At Collagen Corporation, we have expressed recombinant human type I procollagen as a heterotrimeric molecule [(a1)2(a2)] in the yeast Saccharomyces cere visiae, the lactating mammary gland of transgenic mice, and at lower levels in mammalian tissue culture. These high-level expression systems are capable of prod ucing large amounts of a single collagen type. These expression systems also can be adapted to express other procollagen types, modified procollagens, and synthetic collagen fragment molecules by modifying the native gene structure and introducing these new genes into either of these expression systems. Moreover, these systems can produce heterotrimeric procollagen molecules in sufficient quantities for detailed analyses of physical and chemical properties.

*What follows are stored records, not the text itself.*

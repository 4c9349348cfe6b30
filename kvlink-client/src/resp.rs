//! # RESP2 Encoding and Decoding
//!
//! Purpose: Frame commands for the backend and decode replies incrementally
//! from a socket buffer.
//!
//! ## Design Principles
//! 1. **Incremental Decoding**: `ReplyDecoder::decode` returns `Ok(None)` until a
//!    complete frame is buffered and skips re-parsing until the missing bytes arrive.
//! 2. **Buffer Reuse**: Callers own the `BytesMut`; decoded frames are split off.
//! 3. **Binary-Safe**: Bulk strings are treated as raw bytes.
//! 4. **Fail Fast**: Invalid framing and excessive nesting return protocol errors
//!    immediately.

use bytes::{Buf, BufMut, BytesMut};

use kvlink_common::{CommandError, CommandResult};

/// Largest bulk string accepted from the backend (matches the server-side cap).
const MAX_BULK_LEN: i64 = 512 * 1024 * 1024;

/// RESP reply value.
#[derive(Debug, Clone, PartialEq, Eq)]
pub enum RespValue {
    /// +OK or +PONG style replies.
    Simple(Vec<u8>),
    /// -ERR ... replies.
    Error(Vec<u8>),
    /// :123 replies.
    Integer(i64),
    /// $... bulk strings, with None for null.
    Bulk(Option<Vec<u8>>),
    /// *... arrays; a null array decodes as empty.
    Array(Vec<RespValue>),
}

impl RespValue {
    /// Error reply text, lossily decoded.
    pub fn error_message(&self) -> Option<String> {
        match self {
            RespValue::Error(message) => Some(String::from_utf8_lossy(message).into_owned()),
            _ => None,
        }
    }
}

/// Encodes a RESP2 array command into the provided buffer.
pub fn encode_command(args: &[&[u8]], out: &mut BytesMut) {
    out.put_u8(b'*');
    put_decimal(out, args.len());
    out.put_slice(b"\r\n");
    for arg in args {
        out.put_u8(b'$');
        put_decimal(out, arg.len());
        out.put_slice(b"\r\n");
        out.put_slice(arg);
        out.put_slice(b"\r\n");
    }
}

/// Deepest array nesting accepted in a reply. `CLUSTER SLOTS` uses three levels.
const MAX_DEPTH: usize = 32;

/// Outcome of parsing from a buffer offset.
enum Parsed {
    /// A complete value and the offset just past it.
    Done(RespValue, usize),
    /// The buffer must grow to at least this length before parsing can progress.
    Partial(usize),
}

/// Incremental reply decoder for one connection.
///
/// Remembers how many bytes the pending frame needs, so a large bulk string
/// arriving over many reads is parsed once instead of after every read.
#[derive(Debug, Default)]
pub(crate) struct ReplyDecoder {
    need: usize,
}

impl ReplyDecoder {
    /// Decodes one reply from the front of `buf`.
    ///
    /// Returns `Ok(None)` when more bytes are needed; on success the frame is
    /// removed from the buffer.
    pub(crate) fn decode(&mut self, buf: &mut BytesMut) -> CommandResult<Option<RespValue>> {
        if buf.len() < self.need {
            return Ok(None);
        }
        match parse_value(&buf[..], 0, 0)? {
            Parsed::Done(value, consumed) => {
                buf.advance(consumed);
                self.need = 0;
                Ok(Some(value))
            }
            Parsed::Partial(need) => {
                self.need = need;
                Ok(None)
            }
        }
    }

    pub(crate) fn needed(&self) -> usize {
        self.need
    }
}

fn parse_value(data: &[u8], pos: usize, depth: usize) -> CommandResult<Parsed> {
    let (line, next) = match read_line(data, pos)? {
        Some(found) => found,
        None => return Ok(Parsed::Partial(data.len() + 1)),
    };
    if line.is_empty() {
        return Err(CommandError::Protocol("empty reply line"));
    }

    match line[0] {
        b'+' => Ok(Parsed::Done(RespValue::Simple(line[1..].to_vec()), next)),
        b'-' => Ok(Parsed::Done(RespValue::Error(line[1..].to_vec()), next)),
        b':' => Ok(Parsed::Done(RespValue::Integer(parse_i64(&line[1..])?), next)),
        b'$' => parse_bulk(data, parse_i64(&line[1..])?, next),
        b'*' => parse_array(data, parse_i64(&line[1..])?, next, depth),
        _ => Err(CommandError::Protocol("unknown reply type")),
    }
}

fn parse_bulk(data: &[u8], len: i64, start: usize) -> CommandResult<Parsed> {
    if len < 0 {
        return Ok(Parsed::Done(RespValue::Bulk(None), start));
    }
    if len > MAX_BULK_LEN {
        return Err(CommandError::Protocol("bulk string too large"));
    }
    let end = start + len as usize;
    if data.len() < end + 2 {
        return Ok(Parsed::Partial(end + 2));
    }
    if &data[end..end + 2] != b"\r\n" {
        return Err(CommandError::Protocol("bulk string missing CRLF"));
    }
    Ok(Parsed::Done(RespValue::Bulk(Some(data[start..end].to_vec())), end + 2))
}

fn parse_array(data: &[u8], len: i64, start: usize, depth: usize) -> CommandResult<Parsed> {
    if len <= 0 {
        return Ok(Parsed::Done(RespValue::Array(Vec::new()), start));
    }
    if depth >= MAX_DEPTH {
        return Err(CommandError::Protocol("reply nested too deeply"));
    }

    let mut items = Vec::with_capacity(len.min(1024) as usize);
    let mut cursor = start;
    for _ in 0..len {
        match parse_value(data, cursor, depth + 1)? {
            Parsed::Done(item, next) => {
                items.push(item);
                cursor = next;
            }
            Parsed::Partial(need) => return Ok(Parsed::Partial(need)),
        }
    }
    Ok(Parsed::Done(RespValue::Array(items), cursor))
}

fn read_line(data: &[u8], pos: usize) -> CommandResult<Option<(&[u8], usize)>> {
    let newline = match data[pos..].iter().position(|&b| b == b'\n') {
        Some(offset) => pos + offset,
        None => return Ok(None),
    };
    if newline == pos || data[newline - 1] != b'\r' {
        return Err(CommandError::Protocol("line not terminated by CRLF"));
    }
    Ok(Some((&data[pos..newline - 1], newline + 1)))
}

fn parse_i64(data: &[u8]) -> CommandResult<i64> {
    if data.is_empty() {
        return Err(CommandError::Protocol("missing integer"));
    }
    let (negative, digits) = match data[0] {
        b'-' => (true, &data[1..]),
        _ => (false, data),
    };
    if digits.is_empty() {
        return Err(CommandError::Protocol("missing integer"));
    }

    let mut value: i64 = 0;
    for &b in digits {
        if !b.is_ascii_digit() {
            return Err(CommandError::Protocol("invalid integer"));
        }
        value = value.saturating_mul(10).saturating_add((b - b'0') as i64);
    }

    Ok(if negative { -value } else { value })
}

fn put_decimal(out: &mut BytesMut, mut value: usize) {
    // Digits land in a stack buffer first to keep the encoder allocation-free.
    let mut buf = [0u8; 20];
    let mut len = 0;
    if value == 0 {
        buf[0] = b'0';
        len = 1;
    } else {
        while value > 0 {
            buf[len] = b'0' + (value % 10) as u8;
            value /= 10;
            len += 1;
        }
    }
    buf[..len].reverse();
    out.put_slice(&buf[..len]);
}

#[cfg(test)]
mod tests {
    use super::*;

    fn decode(buf: &mut BytesMut) -> CommandResult<Option<RespValue>> {
        ReplyDecoder::default().decode(buf)
    }

    fn decode_all(input: &[u8]) -> RespValue {
        let mut buf = BytesMut::from(input);
        let value = decode(&mut buf).unwrap().expect("complete frame");
        assert!(buf.is_empty(), "frame should be fully consumed");
        value
    }

    #[test]
    fn encodes_command() {
        let mut buf = BytesMut::new();
        encode_command(&[b"GET", b"key"], &mut buf);
        assert_eq!(&buf[..], b"*2\r\n$3\r\nGET\r\n$3\r\nkey\r\n");
    }

    #[test]
    fn encodes_empty_argument() {
        let mut buf = BytesMut::new();
        encode_command(&[b"AUTH", b""], &mut buf);
        assert_eq!(&buf[..], b"*2\r\n$4\r\nAUTH\r\n$0\r\n\r\n");
    }

    #[test]
    fn parses_simple_string() {
        assert_eq!(decode_all(b"+OK\r\n"), RespValue::Simple(b"OK".to_vec()));
    }

    #[test]
    fn parses_bulk_string() {
        assert_eq!(decode_all(b"$5\r\nhello\r\n"), RespValue::Bulk(Some(b"hello".to_vec())));
    }

    #[test]
    fn parses_null_bulk_string() {
        assert_eq!(decode_all(b"$-1\r\n"), RespValue::Bulk(None));
    }

    #[test]
    fn parses_integer() {
        assert_eq!(decode_all(b":-42\r\n"), RespValue::Integer(-42));
    }

    #[test]
    fn parses_error() {
        let value = decode_all(b"-ERR bad\r\n");
        assert_eq!(value.error_message().as_deref(), Some("ERR bad"));
    }

    #[test]
    fn parses_nested_array() {
        let value = decode_all(b"*2\r\n:0\r\n*2\r\n$9\r\n127.0.0.1\r\n:7000\r\n");
        assert_eq!(
            value,
            RespValue::Array(vec![
                RespValue::Integer(0),
                RespValue::Array(vec![
                    RespValue::Bulk(Some(b"127.0.0.1".to_vec())),
                    RespValue::Integer(7000),
                ]),
            ])
        );
    }

    #[test]
    fn waits_for_complete_frame() {
        let mut buf = BytesMut::from(&b"$5\r\nhel"[..]);
        assert_eq!(decode(&mut buf).unwrap(), None);
        assert_eq!(buf.len(), 7, "partial frame must stay buffered");

        buf.extend_from_slice(b"lo\r\n+OK\r\n");
        assert_eq!(
            decode(&mut buf).unwrap(),
            Some(RespValue::Bulk(Some(b"hello".to_vec())))
        );
        assert_eq!(decode(&mut buf).unwrap(), Some(RespValue::Simple(b"OK".to_vec())));
    }

    #[test]
    fn rejects_bad_framing() {
        let inputs: [&[u8]; 4] = [b"?x\r\n", b"+OK\n", b":12a\r\n", b"$3\r\nabcd\r\n"];
        for input in inputs {
            let mut buf = BytesMut::from(input);
            assert!(matches!(decode(&mut buf), Err(CommandError::Protocol(_))), "{:?}", input);
        }
    }

    #[test]
    fn rejects_deeply_nested_arrays() {
        let mut nested = b"*1\r\n".repeat(200_000);
        nested.extend_from_slice(b":1\r\n");
        let mut buf = BytesMut::from(&nested[..]);
        assert!(matches!(
            decode(&mut buf),
            Err(CommandError::Protocol("reply nested too deeply"))
        ));

        let mut allowed = b"*1\r\n".repeat(MAX_DEPTH);
        allowed.extend_from_slice(b":1\r\n");
        let mut buf = BytesMut::from(&allowed[..]);
        assert!(decode(&mut buf).unwrap().is_some());

        let mut too_deep = b"*1\r\n".repeat(MAX_DEPTH + 1);
        too_deep.extend_from_slice(b":1\r\n");
        let mut buf = BytesMut::from(&too_deep[..]);
        assert!(decode(&mut buf).is_err());
    }

    #[test]
    fn decoder_waits_for_announced_bulk_length() {
        let mut decoder = ReplyDecoder::default();
        let mut buf = BytesMut::from(&b"$10\r\nabc"[..]);
        assert_eq!(decoder.decode(&mut buf).unwrap(), None);
        assert_eq!(decoder.needed(), 17);

        buf.extend_from_slice(b"defg");
        assert_eq!(decoder.decode(&mut buf).unwrap(), None);
        assert_eq!(decoder.needed(), 17);

        buf.extend_from_slice(b"hij\r\n:1\r\n");
        assert_eq!(
            decoder.decode(&mut buf).unwrap(),
            Some(RespValue::Bulk(Some(b"abcdefghij".to_vec())))
        );
        assert_eq!(decoder.needed(), 0);
        assert_eq!(decoder.decode(&mut buf).unwrap(), Some(RespValue::Integer(1)));
    }

    #[test]
    fn decoder_resumes_split_array() {
        let mut decoder = ReplyDecoder::default();
        let mut buf = BytesMut::from(&b"*2\r\n:1\r\n:"[..]);
        assert_eq!(decoder.decode(&mut buf).unwrap(), None);
        buf.extend_from_slice(b"2\r\n");
        assert_eq!(
            decoder.decode(&mut buf).unwrap(),
            Some(RespValue::Array(vec![RespValue::Integer(1), RespValue::Integer(2)]))
        );
        assert!(buf.is_empty());
    }
}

We have completed the necessary molecular biology for obtaining recombinant collagen, and now, we are obtaining greater detail of the structural, physical and energetic properties of collagen. In particular, we are examining atomic resolution molecular models of collagen using computational chemistry methods. Increased understanding of the underlying molecular structure of collagen molecules and alterations to the native structure in the X- and Y-positions of the X-Y-Gly trimer will provide the necessary information to design novel collagen molecules by predicting the effects of amino acid substitution on the stability of the molecular structure. By identifying important physical-chemical properties based on the primary sequence and three-dimensional models, we will have laid the foundation to begin construction of an atomic-level map for the triple helical domain of collagen. This map will be ultimately be used to guide the design of novel collagen based materials.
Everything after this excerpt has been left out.